Saved data entries
------------------------

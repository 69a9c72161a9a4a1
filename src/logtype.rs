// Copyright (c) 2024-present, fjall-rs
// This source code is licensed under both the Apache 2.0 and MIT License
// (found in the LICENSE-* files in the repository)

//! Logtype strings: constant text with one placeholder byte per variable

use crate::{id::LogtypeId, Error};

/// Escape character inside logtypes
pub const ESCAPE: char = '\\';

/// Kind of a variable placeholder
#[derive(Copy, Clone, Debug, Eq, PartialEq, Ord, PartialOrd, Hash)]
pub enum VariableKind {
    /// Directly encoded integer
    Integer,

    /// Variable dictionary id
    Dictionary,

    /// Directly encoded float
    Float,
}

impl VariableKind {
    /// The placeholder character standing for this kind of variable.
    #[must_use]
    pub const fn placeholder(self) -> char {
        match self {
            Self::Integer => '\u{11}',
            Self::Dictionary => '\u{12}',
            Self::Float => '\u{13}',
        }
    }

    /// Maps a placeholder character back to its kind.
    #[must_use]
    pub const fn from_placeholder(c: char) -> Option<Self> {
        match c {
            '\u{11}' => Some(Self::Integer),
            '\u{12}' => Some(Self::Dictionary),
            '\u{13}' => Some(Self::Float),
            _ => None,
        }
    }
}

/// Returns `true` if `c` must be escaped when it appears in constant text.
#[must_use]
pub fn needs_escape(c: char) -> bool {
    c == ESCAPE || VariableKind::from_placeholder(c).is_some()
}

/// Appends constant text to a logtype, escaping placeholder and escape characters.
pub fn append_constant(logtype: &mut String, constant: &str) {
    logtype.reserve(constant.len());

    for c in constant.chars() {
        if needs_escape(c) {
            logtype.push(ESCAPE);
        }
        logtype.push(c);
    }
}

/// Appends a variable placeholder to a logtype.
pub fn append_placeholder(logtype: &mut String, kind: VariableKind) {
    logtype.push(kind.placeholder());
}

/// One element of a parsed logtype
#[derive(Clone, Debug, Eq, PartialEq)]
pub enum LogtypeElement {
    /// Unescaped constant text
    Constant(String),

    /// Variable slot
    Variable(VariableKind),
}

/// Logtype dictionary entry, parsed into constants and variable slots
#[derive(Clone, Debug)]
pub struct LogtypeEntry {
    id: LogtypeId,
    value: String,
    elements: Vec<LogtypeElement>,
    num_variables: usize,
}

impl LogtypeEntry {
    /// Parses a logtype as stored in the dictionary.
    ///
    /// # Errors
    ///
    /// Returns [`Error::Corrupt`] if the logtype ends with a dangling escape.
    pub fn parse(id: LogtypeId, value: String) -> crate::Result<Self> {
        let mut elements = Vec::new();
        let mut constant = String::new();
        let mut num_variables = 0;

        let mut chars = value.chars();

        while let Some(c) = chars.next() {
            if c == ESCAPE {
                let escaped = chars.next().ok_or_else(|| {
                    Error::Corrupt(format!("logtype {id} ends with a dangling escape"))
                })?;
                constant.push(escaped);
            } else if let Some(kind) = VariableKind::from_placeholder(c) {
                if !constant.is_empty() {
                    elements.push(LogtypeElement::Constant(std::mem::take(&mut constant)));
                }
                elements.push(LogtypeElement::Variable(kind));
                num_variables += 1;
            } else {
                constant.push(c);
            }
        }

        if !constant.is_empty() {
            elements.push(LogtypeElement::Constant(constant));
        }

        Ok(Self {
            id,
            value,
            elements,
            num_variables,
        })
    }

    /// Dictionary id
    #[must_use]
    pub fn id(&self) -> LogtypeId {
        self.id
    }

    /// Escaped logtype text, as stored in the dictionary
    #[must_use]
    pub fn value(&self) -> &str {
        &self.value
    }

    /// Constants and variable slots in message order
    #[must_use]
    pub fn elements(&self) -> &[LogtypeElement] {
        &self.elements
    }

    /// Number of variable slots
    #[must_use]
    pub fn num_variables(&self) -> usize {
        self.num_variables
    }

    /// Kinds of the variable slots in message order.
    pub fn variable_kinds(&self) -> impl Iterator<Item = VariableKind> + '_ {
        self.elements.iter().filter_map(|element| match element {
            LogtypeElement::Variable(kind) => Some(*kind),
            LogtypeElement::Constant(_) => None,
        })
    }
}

------------------------

### WHAT YOU NEED TO DO
All that is wanted is the stretch of lines above from the one containing "Directly encoded float" through the one containing "to its kind.", duplicated exactly.

### ANSWER TO THIS EXERCISE
    /// Directly encoded float
    Float,
}

impl VariableKind {
    /// The placeholder character standing for this kind of variable.
    #[must_use]
    pub const fn placeholder(self) -> char {
        match self {
            Self::Integer => '\u{11}',
            Self::Dictionary => '\u{12}',
            Self::Float => '\u{13}',
        }
    }

    /// Maps a placeholder character back to its kind.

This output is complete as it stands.